What the exercise asks
Using the data below, return every line that holds the word "enum".

Provided entries
━━━

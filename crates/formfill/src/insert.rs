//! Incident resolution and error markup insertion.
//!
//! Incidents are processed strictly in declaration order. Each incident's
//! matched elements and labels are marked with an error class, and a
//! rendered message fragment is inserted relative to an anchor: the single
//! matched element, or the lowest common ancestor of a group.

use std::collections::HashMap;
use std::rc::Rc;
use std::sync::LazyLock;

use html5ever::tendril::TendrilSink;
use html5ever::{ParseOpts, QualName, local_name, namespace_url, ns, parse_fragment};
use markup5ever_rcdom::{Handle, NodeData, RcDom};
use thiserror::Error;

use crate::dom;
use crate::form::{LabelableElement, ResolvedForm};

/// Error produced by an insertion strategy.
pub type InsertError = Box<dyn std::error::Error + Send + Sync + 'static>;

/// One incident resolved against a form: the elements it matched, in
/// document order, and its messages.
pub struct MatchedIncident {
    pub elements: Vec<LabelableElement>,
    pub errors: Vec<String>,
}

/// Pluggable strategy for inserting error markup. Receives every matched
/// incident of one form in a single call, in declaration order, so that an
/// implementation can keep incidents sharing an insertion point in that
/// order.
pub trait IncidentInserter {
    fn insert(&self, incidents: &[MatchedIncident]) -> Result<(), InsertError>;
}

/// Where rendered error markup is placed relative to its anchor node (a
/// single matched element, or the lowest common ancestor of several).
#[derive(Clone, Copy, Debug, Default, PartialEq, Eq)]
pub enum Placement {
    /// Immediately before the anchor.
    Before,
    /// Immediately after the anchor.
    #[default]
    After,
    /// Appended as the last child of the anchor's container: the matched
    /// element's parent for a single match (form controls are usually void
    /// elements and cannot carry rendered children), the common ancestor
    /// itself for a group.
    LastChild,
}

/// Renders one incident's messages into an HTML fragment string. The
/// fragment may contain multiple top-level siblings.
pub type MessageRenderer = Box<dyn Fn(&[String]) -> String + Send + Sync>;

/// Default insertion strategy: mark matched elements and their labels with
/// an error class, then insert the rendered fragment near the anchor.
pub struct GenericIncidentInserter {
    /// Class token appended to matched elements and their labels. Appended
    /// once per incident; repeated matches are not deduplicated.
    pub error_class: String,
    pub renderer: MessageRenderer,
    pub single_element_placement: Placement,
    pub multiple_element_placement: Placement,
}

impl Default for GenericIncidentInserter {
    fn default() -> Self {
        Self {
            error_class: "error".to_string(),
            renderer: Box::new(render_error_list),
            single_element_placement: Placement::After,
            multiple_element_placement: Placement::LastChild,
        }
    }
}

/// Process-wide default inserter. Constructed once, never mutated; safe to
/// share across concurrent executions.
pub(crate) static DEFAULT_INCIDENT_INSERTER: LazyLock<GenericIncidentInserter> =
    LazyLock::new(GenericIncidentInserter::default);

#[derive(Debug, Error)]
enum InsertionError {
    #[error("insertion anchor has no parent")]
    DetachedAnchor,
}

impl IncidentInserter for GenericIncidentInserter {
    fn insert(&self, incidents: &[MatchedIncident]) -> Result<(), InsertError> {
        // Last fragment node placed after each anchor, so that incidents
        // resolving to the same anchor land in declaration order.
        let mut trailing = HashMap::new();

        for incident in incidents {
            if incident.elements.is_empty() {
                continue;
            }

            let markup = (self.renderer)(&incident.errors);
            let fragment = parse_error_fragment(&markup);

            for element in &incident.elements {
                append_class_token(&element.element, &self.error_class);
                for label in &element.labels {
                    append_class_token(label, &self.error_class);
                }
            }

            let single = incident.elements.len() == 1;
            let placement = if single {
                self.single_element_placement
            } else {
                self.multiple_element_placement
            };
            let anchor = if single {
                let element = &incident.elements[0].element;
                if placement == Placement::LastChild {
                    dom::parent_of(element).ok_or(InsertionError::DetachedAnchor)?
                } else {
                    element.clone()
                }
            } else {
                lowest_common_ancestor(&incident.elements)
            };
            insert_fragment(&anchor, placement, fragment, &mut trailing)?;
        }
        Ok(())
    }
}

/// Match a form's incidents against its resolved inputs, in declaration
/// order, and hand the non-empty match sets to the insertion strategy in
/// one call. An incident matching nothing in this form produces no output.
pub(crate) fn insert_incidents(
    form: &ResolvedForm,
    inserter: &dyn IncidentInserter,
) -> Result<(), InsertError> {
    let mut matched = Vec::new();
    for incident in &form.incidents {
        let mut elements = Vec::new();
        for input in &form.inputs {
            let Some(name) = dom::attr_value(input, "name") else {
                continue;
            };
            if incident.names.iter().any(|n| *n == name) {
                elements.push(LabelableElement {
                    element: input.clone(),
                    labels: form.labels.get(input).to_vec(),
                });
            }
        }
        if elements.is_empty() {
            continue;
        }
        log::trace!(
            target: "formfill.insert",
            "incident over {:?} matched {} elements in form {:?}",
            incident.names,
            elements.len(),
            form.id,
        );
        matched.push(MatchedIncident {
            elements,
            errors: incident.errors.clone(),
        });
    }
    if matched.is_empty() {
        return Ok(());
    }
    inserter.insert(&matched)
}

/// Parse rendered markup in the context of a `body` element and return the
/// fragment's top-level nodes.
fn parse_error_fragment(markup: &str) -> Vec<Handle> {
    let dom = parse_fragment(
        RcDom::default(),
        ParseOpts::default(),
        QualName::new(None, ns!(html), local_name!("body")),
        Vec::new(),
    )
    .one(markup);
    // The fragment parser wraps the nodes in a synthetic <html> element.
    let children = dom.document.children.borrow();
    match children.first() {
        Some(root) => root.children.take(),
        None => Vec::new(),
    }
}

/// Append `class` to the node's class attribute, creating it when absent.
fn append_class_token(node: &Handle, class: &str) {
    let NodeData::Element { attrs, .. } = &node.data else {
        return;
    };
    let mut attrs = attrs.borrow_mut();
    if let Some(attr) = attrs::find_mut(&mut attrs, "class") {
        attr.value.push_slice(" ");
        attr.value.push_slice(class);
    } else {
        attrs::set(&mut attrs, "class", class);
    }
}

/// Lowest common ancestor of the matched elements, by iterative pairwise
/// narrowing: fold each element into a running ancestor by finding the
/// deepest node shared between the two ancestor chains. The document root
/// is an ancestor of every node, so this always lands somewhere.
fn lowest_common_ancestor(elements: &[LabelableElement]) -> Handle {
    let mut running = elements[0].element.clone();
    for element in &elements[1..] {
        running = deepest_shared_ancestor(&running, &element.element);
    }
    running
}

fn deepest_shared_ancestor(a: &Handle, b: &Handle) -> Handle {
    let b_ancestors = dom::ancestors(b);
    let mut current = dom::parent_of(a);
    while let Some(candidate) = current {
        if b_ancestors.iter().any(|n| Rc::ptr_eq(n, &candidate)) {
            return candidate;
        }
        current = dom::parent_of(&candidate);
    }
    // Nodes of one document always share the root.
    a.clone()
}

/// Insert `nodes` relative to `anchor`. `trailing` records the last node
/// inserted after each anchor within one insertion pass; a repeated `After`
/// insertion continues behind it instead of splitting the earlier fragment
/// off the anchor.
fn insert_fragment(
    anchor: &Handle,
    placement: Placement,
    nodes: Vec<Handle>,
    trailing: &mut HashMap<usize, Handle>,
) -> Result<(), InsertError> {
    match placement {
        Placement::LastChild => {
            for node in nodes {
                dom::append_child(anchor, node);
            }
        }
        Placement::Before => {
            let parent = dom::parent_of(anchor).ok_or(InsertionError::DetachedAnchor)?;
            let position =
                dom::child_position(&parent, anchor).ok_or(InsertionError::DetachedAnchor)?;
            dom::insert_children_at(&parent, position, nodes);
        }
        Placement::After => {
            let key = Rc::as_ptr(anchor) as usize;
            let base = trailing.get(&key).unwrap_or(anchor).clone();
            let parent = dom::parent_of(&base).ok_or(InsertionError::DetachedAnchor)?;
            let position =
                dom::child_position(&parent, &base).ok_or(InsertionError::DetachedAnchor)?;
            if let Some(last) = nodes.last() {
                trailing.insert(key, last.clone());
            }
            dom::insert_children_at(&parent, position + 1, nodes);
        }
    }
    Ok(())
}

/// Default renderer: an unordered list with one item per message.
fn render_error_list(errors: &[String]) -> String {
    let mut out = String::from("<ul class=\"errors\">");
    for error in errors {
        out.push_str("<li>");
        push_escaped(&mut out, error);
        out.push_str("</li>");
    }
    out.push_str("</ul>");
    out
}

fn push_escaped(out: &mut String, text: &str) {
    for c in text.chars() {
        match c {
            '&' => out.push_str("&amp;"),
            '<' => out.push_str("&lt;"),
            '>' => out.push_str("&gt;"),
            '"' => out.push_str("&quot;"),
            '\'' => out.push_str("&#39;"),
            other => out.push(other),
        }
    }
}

━━━

Output of the task
pub enum Placement {
enum InsertionError {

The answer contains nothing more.